Strategy 2: Replicas of a Region need to be at different positions
Note that the “position” here is different from “machine”. In general, PD can only ensure that replicas of a Region are not at a same peer, thereby avoiding that the peer’s failure causes more than one replicas to become lost. However in production, you might have the following requirements:
- Multiple TiKV peers are on one machine;
- TiKV peers are on multiple racks, and the system is expected to be available even if a rack fails;
- TiKV peers are in multiple data centers, and the system is expected to be available even if a data center fails;
The essence to these requirements is that peers can have the same “position”, which is the smallest unit for failure toleration. Replicas of a Region must not be in one unit.
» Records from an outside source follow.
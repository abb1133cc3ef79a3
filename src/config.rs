//! Typed configuration registry.
//!
//! A [`ConfigVar<T>`] is a named, described, process-global setting. The
//! first [`lookup`] for a name registers the variable with its default;
//! later lookups return the same live handle, so every part of the program
//! observes the same value. Values are (de)serialized through serde, which
//! also powers [`load`], which applies a whole JSON document (as produced by a
//! deployment tool or a config file reader) onto the registered variables.
//!
//! Example:
//! ```
//! use filament::config;
//!
//! let keepalive = config::lookup("net.keepalive", true, "enable keepalives").unwrap();
//! assert!(keepalive.value());
//! keepalive.add_listener(|old, new| {
//!     println!("keepalive changed: {} -> {}", old, new);
//! });
//! keepalive.set(false);
//! assert!(!keepalive.value());
//! ```

use std::any::Any;
use std::collections::HashMap;
use std::sync::atomic::{AtomicU64, Ordering};
use std::sync::{Arc, Mutex, RwLock};

use once_cell::sync::Lazy;
use serde::de::DeserializeOwned;
use serde::Serialize;

use crate::error::{Error, Result};
use crate::util;

/// Bound on the value types a [`ConfigVar`] can hold.
///
/// Blanket-implemented; any serde-serializable, comparable, thread-safe
/// value qualifies.
pub trait ConfigValue:
    Clone + PartialEq + Send + Sync + Serialize + DeserializeOwned + 'static
{
}

impl<T> ConfigValue for T where
    T: Clone + PartialEq + Send + Sync + Serialize + DeserializeOwned + 'static
{
}

type Listener<T> = Box<dyn Fn(&T, &T) + Send + Sync>;

////////////////////////////////////////////////////////////////////////////////
// ConfigVar
////////////////////////////////////////////////////////////////////////////////

/// A live handle to one configuration variable.
pub struct ConfigVar<T> {
    name: String,
    description: String,
    value: RwLock<T>,
    listeners: Mutex<HashMap<u64, Listener<T>>>,
    next_listener_id: AtomicU64,
}

impl<T: ConfigValue + std::fmt::Debug> std::fmt::Debug for ConfigVar<T> {
    fn fmt(&self, f: &mut std::fmt::Formatter<'_>) -> std::fmt::Result {
        f.debug_struct("ConfigVar")
            .field("name", &self.name)
            .field("description", &self.description)
            .field("value", &*self.value.read().unwrap())
            .finish()
    }
}

impl<T: ConfigValue> ConfigVar<T> {
    pub fn name(&self) -> &str {
        &self.name
    }

    pub fn description(&self) -> &str {
        &self.description
    }

    /// Returns a clone of the current value.
    pub fn value(&self) -> T {
        self.read_lock().clone()
    }

    /// Replaces the current value.
    ///
    /// Registered listeners are invoked with `(old, new)`, but only when
    /// the value actually changed.
    pub fn set(&self, value: T) {
        let old = {
            let mut current = self
                .value
                .write()
                .unwrap_or_else(|_| util::fatal("config value lock poisoned"));
            if *current == value {
                return;
            }
            let old = current.clone();
            *current = value.clone();
            old
        };

        let listeners = self
            .listeners
            .lock()
            .unwrap_or_else(|_| util::fatal("config listener lock poisoned"));
        for listener in listeners.values() {
            listener(&old, &value);
        }
    }

    /// Registers a change callback and returns its id for
    /// [`remove_listener`](Self::remove_listener).
    pub fn add_listener(&self, listener: impl Fn(&T, &T) + Send + Sync + 'static) -> u64 {
        let id = self.next_listener_id.fetch_add(1, Ordering::Relaxed);
        self.listeners
            .lock()
            .unwrap_or_else(|_| util::fatal("config listener lock poisoned"))
            .insert(id, Box::new(listener));
        id
    }

    pub fn remove_listener(&self, id: u64) {
        self.listeners
            .lock()
            .unwrap_or_else(|_| util::fatal("config listener lock poisoned"))
            .remove(&id);
    }

    /// Serializes the current value to a JSON string.
    pub fn to_json(&self) -> Result<String> {
        Ok(serde_json::to_string(&self.value())?)
    }

    /// Parses `raw` as JSON and makes it the current value.
    pub fn set_from_json(&self, raw: &str) -> Result<()> {
        let value: T = serde_json::from_str(raw)?;
        self.set(value);
        Ok(())
    }

    fn read_lock(&self) -> std::sync::RwLockReadGuard<'_, T> {
        self.value
            .read()
            .unwrap_or_else(|_| util::fatal("config value lock poisoned"))
    }
}

// Type-erased view of a registered variable, so the registry can apply
// document values without knowing T.
trait VarBase: Send + Sync {
    fn type_name(&self) -> &'static str;
    fn apply_json(&self, value: &serde_json::Value) -> Result<()>;
    fn as_any(self: Arc<Self>) -> Arc<dyn Any + Send + Sync>;
}

impl<T: ConfigValue> VarBase for ConfigVar<T> {
    fn type_name(&self) -> &'static str {
        std::any::type_name::<T>()
    }

    fn apply_json(&self, value: &serde_json::Value) -> Result<()> {
        let value: T = serde_json::from_value(value.clone())?;
        self.set(value);
        Ok(())
    }

    fn as_any(self: Arc<Self>) -> Arc<dyn Any + Send + Sync> {
        self
    }
}

////////////////////////////////////////////////////////////////////////////////
// Registry
////////////////////////////////////////////////////////////////////////////////

static REGISTRY: Lazy<RwLock<HashMap<String, Arc<dyn VarBase>>>> = Lazy::new(Default::default);

fn valid_name(name: &str) -> bool {
    !name.is_empty()
        && name
            .bytes()
            .all(|b| b.is_ascii_lowercase() || b.is_ascii_digit() || b == b'.' || b == b'_')
}

/// Looks a variable up by name, registering it with `default` on first use.
///
/// Returns `None` (after logging the reason) when the name is invalid or the
/// variable was already registered with a different type. Callers needing the
/// precise failure use [`try_lookup`].
pub fn lookup<T: ConfigValue>(
    name: &str,
    default: T,
    description: &str,
) -> Option<Arc<ConfigVar<T>>> {
    match try_lookup(name, default, description) {
        Ok(var) => Some(var),
        Err(error) => {
            log::error!("config: {}", error);
            None
        }
    }
}

/// Same as [`lookup`], with the failure reason in the error channel.
pub fn try_lookup<T: ConfigValue>(
    name: &str,
    default: T,
    description: &str,
) -> Result<Arc<ConfigVar<T>>> {
    let name = name.to_lowercase();
    if !valid_name(&name) {
        return Err(Error::InvalidConfigName(name));
    }

    let mut registry = REGISTRY
        .write()
        .unwrap_or_else(|_| util::fatal("config registry lock poisoned"));

    if let Some(existing) = registry.get(&name) {
        let type_name = existing.type_name();
        return match Arc::clone(existing).as_any().downcast::<ConfigVar<T>>() {
            Ok(var) => Ok(var),
            Err(_) => Err(Error::ConfigTypeMismatch { name, type_name }),
        };
    }

    let var = Arc::new(ConfigVar {
        name: name.clone(),
        description: description.to_string(),
        value: RwLock::new(default),
        listeners: Mutex::new(HashMap::new()),
        next_listener_id: AtomicU64::new(0),
    });
    registry.insert(name, Arc::clone(&var) as Arc<dyn VarBase>);
    Ok(var)
}

/// Returns the variable registered under `name`, if any.
pub fn get<T: ConfigValue>(name: &str) -> Option<Arc<ConfigVar<T>>> {
    let registry = REGISTRY
        .read()
        .unwrap_or_else(|_| util::fatal("config registry lock poisoned"));
    let var = registry.get(&name.to_lowercase())?;
    Arc::clone(var).as_any().downcast::<ConfigVar<T>>().ok()
}

/// Applies a JSON document onto the registered variables.
///
/// Nested objects flatten into dotted names: `{"fiber": {"stack_size": N}}`
/// reaches the variable `fiber.stack_size`. Names that were never registered
/// are skipped; values that do not deserialize into the variable's type are
/// reported and skipped.
pub fn load(document: &serde_json::Value) {
    let mut entries = Vec::new();
    flatten("", document, &mut entries);

    let registry = REGISTRY
        .read()
        .unwrap_or_else(|_| util::fatal("config registry lock poisoned"));
    for (name, value) in entries {
        if let Some(var) = registry.get(&name) {
            if let Err(error) = var.apply_json(value) {
                log::error!("config: failed to apply '{}': {}", name, error);
            }
        }
    }
}

fn flatten<'a>(
    prefix: &str,
    node: &'a serde_json::Value,
    out: &mut Vec<(String, &'a serde_json::Value)>,
) {
    if !prefix.is_empty() {
        out.push((prefix.to_string(), node));
    }
    if let serde_json::Value::Object(map) = node {
        for (key, value) in map {
            let key = key.to_lowercase();
            let child = if prefix.is_empty() {
                key
            } else {
                format!("{}.{}", prefix, key)
            };
            if valid_name(&child) {
                flatten(&child, value, out);
            } else {
                log::error!("config: skipping invalid name '{}' in document", child);
            }
        }
    }
}

#[cfg(test)]
mod tests {
    use super::*;

    #[test]
    fn names_are_validated() {
        assert!(valid_name("fiber.stack_size"));
        assert!(valid_name("a_1.b_2"));
        assert!(!valid_name(""));
        assert!(!valid_name("spaced name"));
        assert!(!valid_name("dash-ed"));
    }

    #[test]
    fn lookup_is_case_insensitive() {
        let a = lookup::<u32>("tests.config.case", 1, "").unwrap();
        let b = lookup::<u32>("Tests.Config.CASE", 5, "").unwrap();
        assert!(Arc::ptr_eq(&a, &b));
        // the default of the first registration wins
        assert_eq!(b.value(), 1);
    }
}
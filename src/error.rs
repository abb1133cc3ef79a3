//! Error handling utils.
//!
//! Recoverable failures of this crate are represented by [`Error`] and
//! travel through the usual [`Result`] channel. Invariant violations
//! (a fiber reset in the wrong state, a failed context switch, a scheduler
//! stopped from the wrong thread) are **not** recoverable errors: they log
//! the failed predicate together with a captured backtrace and abort the
//! process.

use std::io;

/// A specialized [`Result`] type for the crate.
pub type Result<T> = std::result::Result<T, Error>;

/// Represents all recoverable error cases for all routines of the crate.
#[derive(Debug, thiserror::Error)]
#[non_exhaustive]
pub enum Error {
    #[error("io error: {0}")]
    IO(#[from] io::Error),

    #[error("json error: {0}")]
    Json(#[from] serde_json::Error),

    /// A configuration variable was first registered with a different type.
    #[error("config variable '{name}' is already registered with type {type_name}")]
    ConfigTypeMismatch { name: String, type_name: &'static str },

    /// Configuration variable names are restricted to lowercase ascii
    /// alphanumerics, `.` and `_`.
    #[error("invalid config variable name: '{0}'")]
    InvalidConfigName(String),
}

const _: () = {
    /// Assert Error implements Send + Sync
    const fn if_this_compiles_the_type_implements_send_and_sync<T: Send + Sync>() {}
    if_this_compiles_the_type_implements_send_and_sync::<Error>();
};
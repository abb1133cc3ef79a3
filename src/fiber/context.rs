//! Machine context of a fiber.
//!
//! A [`Context`] is an opaque CPU-register snapshot plus the stack it runs
//! on, backed by the host's `ucontext` facility. Three operations cover
//! everything a fiber needs: capture the running state, prepare a fresh
//! state entering a given function on a given stack, and swap between two
//! states. Failure of any of the underlying calls is an invariant
//! violation and aborts.

use std::cell::UnsafeCell;
use std::mem;
use std::ptr;

use crate::util;

pub(crate) struct Context {
    inner: UnsafeCell<libc::ucontext_t>,
}

impl Context {
    /// An all-zero context. Must be captured or prepared before it can be
    /// the target of a swap.
    pub(crate) fn zeroed() -> Self {
        Context {
            // Safety: ucontext_t is a plain C struct, all-zeroes is a valid
            // (if meaningless) bit pattern for it
            inner: UnsafeCell::new(unsafe { mem::zeroed() }),
        }
    }

    /// Snapshots the current CPU state into `self`.
    ///
    /// # Safety
    /// `self` must live at its final address: glibc contexts are
    /// self-referential once captured and must not be moved afterwards.
    pub(crate) unsafe fn capture(&self) {
        if libc::getcontext(self.inner.get()) != 0 {
            util::fatal("getcontext failed");
        }
    }

    /// Initializes `self` so that swapping into it enters `entry` on the
    /// given stack.
    ///
    /// # Safety
    /// Same placement requirement as [`capture`](Self::capture); the stack
    /// buffer must outlive every swap into this context; `entry` must never
    /// return (it has no frame to return into).
    pub(crate) unsafe fn prepare(
        &self,
        stack_bottom: *mut u8,
        stack_size: usize,
        entry: extern "C" fn(),
    ) {
        let ucp = self.inner.get();
        if libc::getcontext(ucp) != 0 {
            util::fatal("getcontext failed");
        }
        (*ucp).uc_link = ptr::null_mut();
        (*ucp).uc_stack.ss_sp = stack_bottom.cast();
        (*ucp).uc_stack.ss_size = stack_size;
        (*ucp).uc_stack.ss_flags = 0;
        libc::makecontext(ucp, entry, 0);
    }

    /// Saves the running registers into `from` and resumes `to`. Returns
    /// when some thread later swaps back into `from`.
    ///
    /// # Safety
    /// `from` must be the context of the currently running fiber; `to` must
    /// have been captured or prepared; both must outlive the suspension.
    pub(crate) unsafe fn swap(from: &Context, to: &Context) {
        if libc::swapcontext(from.inner.get(), to.inner.get()) != 0 {
            util::fatal("swapcontext failed");
        }
    }
}
//! Logging utils. See ["log" crate documentation](https://docs.rs/log/) for details.
//!
//! [`FilamentLogger`] is a [`log::Log`] implementation whose lines carry the
//! runtime context a fiber scheduler produces: the OS thread id and name, and
//! the id of the fiber the record was emitted from. Install it with
//! [`init`]; afterwards the ordinary `log` macros work everywhere, including
//! inside fibers:
//!
//! ```
//! filament::log::init();
//! log::info!("hello from fiber {}", filament::fiber::id());
//! ```
//!
//! The maximum level is bound to the `"log.level"` configuration variable
//! (default `"info"`), so changing that variable at runtime retargets the
//! filter through its change listener.

use std::io::{self, Write};
use std::sync::Once;
use std::time::{Instant, SystemTime, UNIX_EPOCH};

use log::{LevelFilter, Log, Metadata, Record};
use once_cell::sync::Lazy;

use crate::sync::Spinlock;
use crate::{config, fiber, thread, util};

static START: Lazy<Instant> = Lazy::new(Instant::now);
static SINK: Spinlock<()> = Spinlock::new(());
static LOGGER: FilamentLogger = FilamentLogger;

/// [`Log`] implementation writing formatted records to stderr.
pub struct FilamentLogger;

impl Log for FilamentLogger {
    #[inline(always)]
    fn enabled(&self, metadata: &Metadata) -> bool {
        metadata.level() <= log::max_level()
    }

    fn log(&self, record: &Record) {
        if !self.enabled(record.metadata()) {
            return;
        }
        let line = format(record);
        // one formatted write per record; a spinlock is enough to keep
        // concurrent lines from interleaving
        let _guard = SINK.lock();
        let _ = writeln!(io::stderr(), "{}", line);
    }

    fn flush(&self) {
        let _ = io::stderr().flush();
    }
}

/// Renders one record the way [`FilamentLogger`] writes it.
///
/// Fields, in order: wall-clock time (unix epoch ms), elapsed ms since
/// [`init`], level, `tid:thread-name`, current fiber id, target,
/// `file:line`, message.
pub fn format(record: &Record) -> String {
    let wall_ms = SystemTime::now()
        .duration_since(UNIX_EPOCH)
        .map(|d| d.as_millis())
        .unwrap_or(0);
    format!(
        "{} +{}ms {:<5} {}:{} fiber={} [{}] {}:{} {}",
        wall_ms,
        START.elapsed().as_millis(),
        record.level(),
        util::thread_id(),
        thread::current_name(),
        fiber::id(),
        record.target(),
        record.file().unwrap_or("?"),
        record.line().unwrap_or(0),
        record.args(),
    )
}

/// Installs [`FilamentLogger`] as the global logger. Idempotent; keeps an
/// already-installed foreign logger in place.
pub fn init() {
    static INSTALL: Once = Once::new();
    INSTALL.call_once(|| {
        Lazy::force(&START);
        if log::set_logger(&LOGGER).is_err() {
            return;
        }
        match config::lookup::<String>("log.level", "info".to_string(), "global log level filter")
        {
            Some(level) => {
                log::set_max_level(parse_level(&level.value()));
                level.add_listener(|_, new| log::set_max_level(parse_level(new)));
            }
            None => log::set_max_level(LevelFilter::Info),
        }
    });
}

/// Parses a level filter name; unknown names fall back to `Info`.
pub fn parse_level(name: &str) -> LevelFilter {
    match name.to_ascii_lowercase().as_str() {
        "off" => LevelFilter::Off,
        "error" => LevelFilter::Error,
        "warn" | "warning" => LevelFilter::Warn,
        "info" => LevelFilter::Info,
        "debug" => LevelFilter::Debug,
        "trace" => LevelFilter::Trace,
        _ => LevelFilter::Info,
    }
}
So, we can configure labels for the TiKV peers, and set location-labels on PD to specify which labels are used for marking positions.
Strategy 3: Replicas need to be balanced between stores
The size limit of a Region replica is fixed, so keeping the replicas balanced between stores is helpful for data size balance.
Strategy 4: Leaders need to be balanced between stores
Read and write operations are performed on leaders according to the Raft protocol, so that PD needs to distribute leaders into the whole cluster instead of several peers.
Strategy 5: Hot spots need to be balanced between stores
PD can detect hot spots from store heartbeats and Region heartbeats, so that PD can distribute hot spots.
Strategy 6: Storage size needs to be balanced between stores
When started up, a TiKV store reports capacity
of storage, which indicates the store’s space limit. PD will consider this when scheduling.
Strategy 7: Adjust scheduling speed to stabilize online services
Scheduling utilizes CPU, memory, network and I/O traffic. Too much resource utilization will influence online services. Therefore, PD needs to limit the number of the concurrent scheduling tasks. By default this strategy is conservative, while it can be changed if quicker scheduling is required.
Scheduling implementation
PD collects cluster information from store heartbeats and Region heartbeats, and then makes scheduling plans from the information and strategies. Scheduling plans are a sequence of basic operators. Every time PD receives a Region heartbeat from a Region leader, it checks whether there is a pending operator on the Region or not. If PD needs to dispatch a new operator to a Region, it puts the operator into heartbeat responses, and monitors the operator by checking follow-up Region heartbeats.
Note that the “operators” here are only suggestions to the Region leader, which can be skipped by Regions. In other words, the Region Leader can decide whether to skip a scheduling operator or not based on its current status.